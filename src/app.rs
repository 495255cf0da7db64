//! Process-level wiring: one syncer, one listener, the default handlers.

use std::net::SocketAddr;
use std::sync::Arc;

use ed25519_dalek::VerifyingKey;
use thiserror::Error;

use crate::config::{ConfigError, ServerConfig};
use crate::directory::NodeDirectory;
use crate::framebuffer::Framebuffer;
use crate::handlers::register_defaults;
use crate::multicast::{Syncer, SyncerError};
use crate::server::{HandlerRegistry, Listener, ListenerError};

#[derive(Debug, Error)]
pub enum AppError {
    #[error(transparent)]
    Config(#[from] ConfigError),
    #[error("listener: {0}")]
    Listener(#[from] ListenerError),
    #[error("multicast syncer: {0}")]
    Syncer(#[from] SyncerError),
}

/// Owns the running server. Dropping it stops the listener, then the syncer.
#[derive(Debug)]
pub struct App {
    // Field order is drop order: connections release their syncer observers first.
    listener: Listener,
    syncer: Arc<Syncer>,
}

impl App {
    pub fn start(
        config: &ServerConfig,
        directory: Arc<dyn NodeDirectory>,
        framebuffer: Arc<dyn Framebuffer>,
    ) -> Result<Self, AppError> {
        config.validate()?;
        let syncer = Arc::new(Syncer::start(&config.multicast)?);
        Self::start_with_syncer(config, syncer, directory, framebuffer)
    }

    /// Starts the listener around an already running syncer.
    pub fn start_with_syncer(
        config: &ServerConfig,
        syncer: Arc<Syncer>,
        directory: Arc<dyn NodeDirectory>,
        framebuffer: Arc<dyn Framebuffer>,
    ) -> Result<Self, AppError> {
        let mut registry = HandlerRegistry::new();
        register_defaults(&mut registry, directory, framebuffer, syncer.clone());
        let listener = Listener::start(config, Arc::new(registry))?;
        tracing::info!(
            addr = %listener.local_addr(),
            group = %syncer.group_address(),
            key_id = syncer.current_key_id(),
            "pixelnet started"
        );
        Ok(Self { listener, syncer })
    }

    pub fn local_addr(&self) -> SocketAddr {
        self.listener.local_addr()
    }

    pub fn verifying_key(&self) -> VerifyingKey {
        self.listener.verifying_key()
    }

    pub fn listener(&self) -> &Listener {
        &self.listener
    }

    pub fn syncer(&self) -> &Arc<Syncer> {
        &self.syncer
    }

    /// Entry point for the render pipeline once a frame is on the wire.
    pub fn notify_frame_completed(&self, frame: u64) -> bool {
        self.syncer.notify_frame_completed(frame)
    }

    pub fn terminate(&self) {
        self.listener.terminate();
        self.syncer.terminate();
    }
}
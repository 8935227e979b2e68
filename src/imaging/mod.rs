//! Image processing: decode, fit, re-encode as JPEG.
//!
//! | Operation | Crate / function |
//! |---|---|
//! | **Decode** | `image::load_from_memory` |
//! | **Fit within bounds** | [`fit_within`] (pure arithmetic, no upscaling) |
//! | **Resize** | `resize_exact` with Lanczos3 |
//! | **Encode → JPEG data URL** | `JpegEncoder` + `base64` |
//! | **Quality search** | [`quality_search`] (linear descent by 0.1 to a 0.1 floor) |
//!
//! The module is split into:
//! - **Calculations**: Pure functions for dimension and budget math (unit testable)
//! - **Parameters**: Quality, bounds and per-path options
//! - **Backend**: [`ImageBackend`] trait + [`RustBackend`]
//! - **Operations**: High-level functions combining calculations + backend

pub mod backend;
mod calculations;
pub mod operations;
mod params;
pub mod rust_backend;

pub use backend::{BackendError, Dimensions, ImageBackend};
pub use calculations::{
    BASE64_OVERHEAD, TargetDimensions, budget_limit, exceeds_budget, fit_within,
};
pub use operations::{
    EncodedImage, SourceImage, compress_image, decode_source, quality_search, render_within,
    resize_image,
};
pub use params::{
    Bounds, CompressOptions, QUALITY_FLOOR, QUALITY_STEP, Quality, ResizeOptions,
};
pub use rust_backend::RustBackend;
//! Parameter types for image operations.
//!
//! These structs describe *what* to do, not *how* to do it. They are the
//! interface between the high-level [`operations`](super::operations) module
//! (which sequences decode, resize and encode) and the
//! [`backend`](super::backend) (which does the actual pixel work).
//!
//! ## Types
//!
//! - [`Quality`]: JPEG quality factor in whole percent (0.01–1.00, default 0.80).
//! - [`Bounds`]: Bounding box an image must fit inside.
//! - [`ResizeOptions`]: Plain resize: bounds + one encode at a fixed quality.
//! - [`CompressOptions`]: Resize + quality search against a byte budget.

/// Lowest quality the quality search will ever encode at (0.1).
pub const QUALITY_FLOOR: Quality = Quality(10);

/// Amount the quality search lowers quality by on each attempt (0.1).
pub const QUALITY_STEP: u8 = 10;

/// Quality setting for lossy JPEG encoding.
///
/// Stored as whole percent so that stepping down by 0.1 is exact: a search
/// starting at 0.8 visits 0.8, 0.7, ... 0.1 and never drifts below the floor.
#[derive(Debug, Clone, Copy, PartialEq, Eq, PartialOrd, Ord, Hash)]
pub struct Quality(u8);

impl Quality {
    /// Build from whole percent, clamped to 1–100.
    pub fn new(percent: u8) -> Self {
        Self(percent.clamp(1, 100))
    }

    /// Build from a factor in `[0, 1]`, rounded to the nearest percent.
    ///
    /// ```
    /// # use tribe_images::imaging::Quality;
    /// assert_eq!(Quality::from_factor(0.8).percent(), 80);
    /// assert_eq!(Quality::from_factor(7.0).percent(), 100);
    /// ```
    pub fn from_factor(factor: f64) -> Self {
        if !factor.is_finite() {
            return Self::default();
        }
        let percent = (factor * 100.0).round().clamp(1.0, 100.0);
        Self(percent as u8)
    }

    pub fn percent(self) -> u8 {
        self.0
    }

    pub fn factor(self) -> f64 {
        f64::from(self.0) / 100.0
    }

    /// The next quality in the descent, or `None` if that would go below the floor.
    pub fn step_down(self) -> Option<Self> {
        let next = self.0.checked_sub(QUALITY_STEP)?;
        (next >= QUALITY_FLOOR.0).then_some(Self(next))
    }
}

impl Default for Quality {
    fn default() -> Self {
        Self(80)
    }
}

impl std::fmt::Display for Quality {
    fn fmt(&self, f: &mut std::fmt::Formatter<'_>) -> std::fmt::Result {
        write!(f, "{:.2}", self.factor())
    }
}

/// Bounding box an output image must fit inside.
#[derive(Debug, Clone, Copy, PartialEq, Eq)]
pub struct Bounds {
    pub max_width: u32,
    pub max_height: u32,
}

impl Bounds {
    pub fn new(max_width: u32, max_height: u32) -> Self {
        Self {
            max_width,
            max_height,
        }
    }
}

/// Parameters for the plain resize path: one encode, no size budget.
#[derive(Debug, Clone, Copy, PartialEq)]
pub struct ResizeOptions {
    pub bounds: Bounds,
    pub quality: Quality,
}

impl Default for ResizeOptions {
    fn default() -> Self {
        Self {
            bounds: Bounds::new(800, 600),
            quality: Quality::default(),
        }
    }
}

/// Parameters for the compression path: resize, then search quality until the
/// encoded data URL fits `max_size_kb`.
#[derive(Debug, Clone, Copy, PartialEq)]
pub struct CompressOptions {
    pub bounds: Bounds,
    pub quality: Quality,
    pub max_size_kb: u32,
}

impl Default for CompressOptions {
    fn default() -> Self {
        Self {
            bounds: Bounds::new(1200, 800),
            quality: Quality::default(),
            max_size_kb: 500,
        }
    }
}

_ _ _ _ _

→ DESCRIPTION OF THE TASK: The reply should consist of the records, reproduced exactly.

→ TASK ANSWER:
filename src/app.rs
repository 495255cf0da7db64
//! Process-level wiring: one syncer, one listener, the default handlers.

use std::net::SocketAddr;
use std::sync::Arc;

use ed25519_dalek::VerifyingKey;
use thiserror::Error;

use crate::config::{ConfigError, ServerConfig};
use crate::directory::NodeDirectory;
use crate::framebuffer::Framebuffer;
use crate::handlers::register_defaults;
use crate::multicast::{Syncer, SyncerError};
use crate::server::{HandlerRegistry, Listener, ListenerError};

#[derive(Debug, Error)]
pub enum AppError {
    #[error(transparent)]
    Config(#[from] ConfigError),
    #[error("listener: {0}")]
    Listener(#[from] ListenerError),
    #[error("multicast syncer: {0}")]
    Syncer(#[from] SyncerError),
}

/// Owns the running server. Dropping it stops the listener, then the syncer.
#[derive(Debug)]
pub struct App {
    // Field order is drop order: connections release their syncer observers first.
    listener: Listener,
    syncer: Arc<Syncer>,
}

impl App {
    pub fn start(
        config: &ServerConfig,
        directory: Arc<dyn NodeDirectory>,
        framebuffer: Arc<dyn Framebuffer>,
    ) -> Result<Self, AppError> {
        config.validate()?;
        let syncer = Arc::new(Syncer::start(&config.multicast)?);
        Self::start_with_syncer(config, syncer, directory, framebuffer)
    }

    /// Starts the listener around an already running syncer.
    pub fn start_with_syncer(
        config: &ServerConfig,
        syncer: Arc<Syncer>,
        directory: Arc<dyn NodeDirectory>,
        framebuffer: Arc<dyn Framebuffer>,
    ) -> Result<Self, AppError> {
        let mut registry = HandlerRegistry::new();
        register_defaults(&mut registry, directory, framebuffer, syncer.clone());
        let listener = Listener::start(config, Arc::new(registry))?;
        tracing::info!(
            addr = %listener.local_addr(),
            group = %syncer.group_address(),
            key_id = syncer.current_key_id(),
            "pixelnet started"
        );
        Ok(Self { listener, syncer })
    }

    pub fn local_addr(&self) -> SocketAddr {
        self.listener.local_addr()
    }

    pub fn verifying_key(&self) -> VerifyingKey {
        self.listener.verifying_key()
    }

    pub fn listener(&self) -> &Listener {
        &self.listener
    }

    pub fn syncer(&self) -> &Arc<Syncer> {
        &self.syncer
    }

    /// Entry point for the render pipeline once a frame is on the wire.
    pub fn notify_frame_completed(&self, frame: u64) -> bool {
        self.syncer.notify_frame_completed(frame)
    }

    pub fn terminate(&self) {
        self.listener.terminate();
        self.syncer.terminate();
    }
}
repository 8935227e979b2e68
filename src/imaging/mod.rs
//! Image processing: decode, fit, re-encode as JPEG.
//!
//! | Operation | Crate / function |
//! |---|---|
//! | **Decode** | `image::load_from_memory` |
//! | **Fit within bounds** | [`fit_within`] (pure arithmetic, no upscaling) |
//! | **Resize** | `resize_exact` with Lanczos3 |
//! | **Encode → JPEG data URL** | `JpegEncoder` + `base64` |
//! | **Quality search** | [`quality_search`] (linear descent by 0.1 to a 0.1 floor) |
//!
//! The module is split into:
//! - **Calculations**: Pure functions for dimension and budget math (unit testable)
//! - **Parameters**: Quality, bounds and per-path options
//! - **Backend**: [`ImageBackend`] trait + [`RustBackend`]
//! - **Operations**: High-level functions combining calculations + backend

pub mod backend;
mod calculations;
pub mod operations;
mod params;
pub mod rust_backend;

pub use backend::{BackendError, Dimensions, ImageBackend};
pub use calculations::{
    BASE64_OVERHEAD, TargetDimensions, budget_limit, exceeds_budget, fit_within,
};
pub use operations::{
    EncodedImage, SourceImage, compress_image, decode_source, quality_search, render_within,
    resize_image,
};
pub use params::{
    Bounds, CompressOptions, QUALITY_FLOOR, QUALITY_STEP, Quality, ResizeOptions,
};
pub use rust_backend::RustBackend;
//! Parameter types for image operations.
//!
//! These structs describe *what* to do, not *how* to do it. They are the
//! interface between the high-level [`operations`](super::operations) module
//! (which sequences decode, resize and encode) and the
//! [`backend`](super::backend) (which does the actual pixel work).
//!
//! ## Types
//!
//! - [`Quality`]: JPEG quality factor in whole percent (0.01–1.00, default 0.80).
//! - [`Bounds`]: Bounding box an image must fit inside.
//! - [`ResizeOptions`]: Plain resize: bounds + one encode at a fixed quality.
//! - [`CompressOptions`]: Resize + quality search against a byte budget.

/// Lowest quality the quality search will ever encode at (0.1).
pub const QUALITY_FLOOR: Quality = Quality(10);

/// Amount the quality search lowers quality by on each attempt (0.1).
pub const QUALITY_STEP: u8 = 10;

/// Quality setting for lossy JPEG encoding.
///
/// Stored as whole percent so that stepping down by 0.1 is exact: a search
/// starting at 0.8 visits 0.8, 0.7, ... 0.1 and never drifts below the floor.
#[derive(Debug, Clone, Copy, PartialEq, Eq, PartialOrd, Ord, Hash)]
pub struct Quality(u8);

impl Quality {
    /// Build from whole percent, clamped to 1–100.
    pub fn new(percent: u8) -> Self {
        Self(percent.clamp(1, 100))
    }

    /// Build from a factor in `[0, 1]`, rounded to the nearest percent.
    ///
    /// ```
    /// # use tribe_images::imaging::Quality;
    /// assert_eq!(Quality::from_factor(0.8).percent(), 80);
    /// assert_eq!(Quality::from_factor(7.0).percent(), 100);
    /// ```
    pub fn from_factor(factor: f64) -> Self {
        if !factor.is_finite() {
            return Self::default();
        }
        let percent = (factor * 100.0).round().clamp(1.0, 100.0);
        Self(percent as u8)
    }

    pub fn percent(self) -> u8 {
        self.0
    }

    pub fn factor(self) -> f64 {
        f64::from(self.0) / 100.0
    }

    /// The next quality in the descent, or `None` if that would go below the floor.
    pub fn step_down(self) -> Option<Self> {
        let next = self.0.checked_sub(QUALITY_STEP)?;
        (next >= QUALITY_FLOOR.0).then_some(Self(next))
    }
}

impl Default for Quality {
    fn default() -> Self {
        Self(80)
    }
}

impl std::fmt::Display for Quality {
    fn fmt(&self, f: &mut std::fmt::Formatter<'_>) -> std::fmt::Result {
        write!(f, "{:.2}", self.factor())
    }
}

/// Bounding box an output image must fit inside.
#[derive(Debug, Clone, Copy, PartialEq, Eq)]
pub struct Bounds {
    pub max_width: u32,
    pub max_height: u32,
}

impl Bounds {
    pub fn new(max_width: u32, max_height: u32) -> Self {
        Self {
            max_width,
            max_height,
        }
    }
}

/// Parameters for the plain resize path: one encode, no size budget.
#[derive(Debug, Clone, Copy, PartialEq)]
pub struct ResizeOptions {
    pub bounds: Bounds,
    pub quality: Quality,
}

impl Default for ResizeOptions {
    fn default() -> Self {
        Self {
            bounds: Bounds::new(800, 600),
            quality: Quality::default(),
        }
    }
}

/// Parameters for the compression path: resize, then search quality until the
/// encoded data URL fits `max_size_kb`.
#[derive(Debug, Clone, Copy, PartialEq)]
pub struct CompressOptions {
    pub bounds: Bounds,
    pub quality: Quality,
    pub max_size_kb: u32,
}

impl Default for CompressOptions {
    fn default() -> Self {
        Self {
            bounds: Bounds::new(1200, 800),
            quality: Quality::default(),
            max_size_kb: 500,
        }
    }
}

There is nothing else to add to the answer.